I will double check this on Haswell with sound git tree for-linus branch. We've tried Android on Haswell-ULT last week, the display HD-A
controller can enter D3 and HDMI cable plug-in can wake up the controller and codec. The code base is v3.9 with various driver patches.
Hrm, but as I mentioned, we have no D3 call in runtime suspend callback. How does it reach to D3 then? Maybe that part is patched in your side?
Hi,
I've checked two Haswell-ULT platforms with sound git tree for-linus branch, under Ubuntu:
- ELD cannot refresh properly.
- HDMI hot-plug cannot wake up the audio controller.

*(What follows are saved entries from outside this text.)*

impl ElementSource {
    fn new(name: QName, scope: Scope, content: ContentSource) -> Self {
        Self {
            name,
            scope,
            children_scope: scope,
            content,
            attributes: Vec::new(),
            identity_constraints: Vec::new(),
            attribute_wildcard: None,
            fixed: None,
        }
    }

    /// Create a global element declaration
    pub fn global(name: QName, content: ContentSource) -> Self {
        Self::new(name, Scope::Global, content)
    }

    /// Create a local element declaration in scope `scope_id`
    pub fn local(name: QName, scope_id: u32, content: ContentSource) -> Self {
        Self::new(name, Scope::Local(scope_id), content)
    }

    /// Set the scope searched first for child declarations
    pub fn with_children_scope(mut self, scope: Scope) -> Self {
        self.children_scope = scope;
        self
    }

    /// Add an attribute declaration
    pub fn with_attribute(mut self, attribute: AttributeSource) -> Self {
        self.attributes.push(attribute);
        self
    }

    /// Add an identity constraint
    pub fn with_identity_constraint(mut self, constraint: IdentityConstraintSource) -> Self {
        self.identity_constraints.push(constraint);
        self
    }

    /// Allow undeclared attributes matching a wildcard
    pub fn with_attribute_wildcard(mut self, wildcard: Wildcard) -> Self {
        self.attribute_wildcard = Some(wildcard);
        self
    }

    /// Set the fixed value of simple content
    pub fn with_fixed(mut self, value: impl Into<String>) -> Self {
        self.fixed = Some(value.into());
        self
    }
}

/// Collects source declarations and compiles them into a [`Grammar`]
#[derive(Debug, Clone)]
pub struct GrammarBuilder {
    description: GrammarDescription,
    elements: Vec<ElementSource>,
    simple_types: Vec<SimpleTypeSource>,
    substitutions: Vec<(QName, QName)>,
    comparator: Option<Arc<dyn SubstitutionGroupComparator>>,
    pattern_engine: SharedPatternEngine,
}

The controller is suspended when idle timeout and put in D3 by PCI driver. Here is the status shown by lspci -vvvv as root: 00:03.0 Audio device: Intel Corporation Device 0a0c (rev 09) Capabilities: [50] Power Management version 2 Flags: PMEClk- DSI- D1- D2- AuxCurrent=0mA PME(D0-,D1-,D2-,D3hot-,D3cold-) Status: D3 NoSoftRst- PME-Enable- DSel=0 DScale=0 PME- ... Status: D3 mean the device is in D3.
I guess maybe the latest display driver does not handle hot-plug properly which affect both ELD and device wakeup.
For Android on Haswell, the kernel code base and BIOS are different.
I'll further check this issue. Is it very urgent?
Not that urgent, but if it's a regression, we must fix it. If it's no regression, the urgency decreases, of course.
I cannot work full time on this now due to some timing optimization task for Baytrail at the same time.
At least, it'd be helpful if you can confirm whether it still works with vanilla 3.9.x kernel (or whatever version) you tested in the past -- i.e. to know whether it's a regression or not.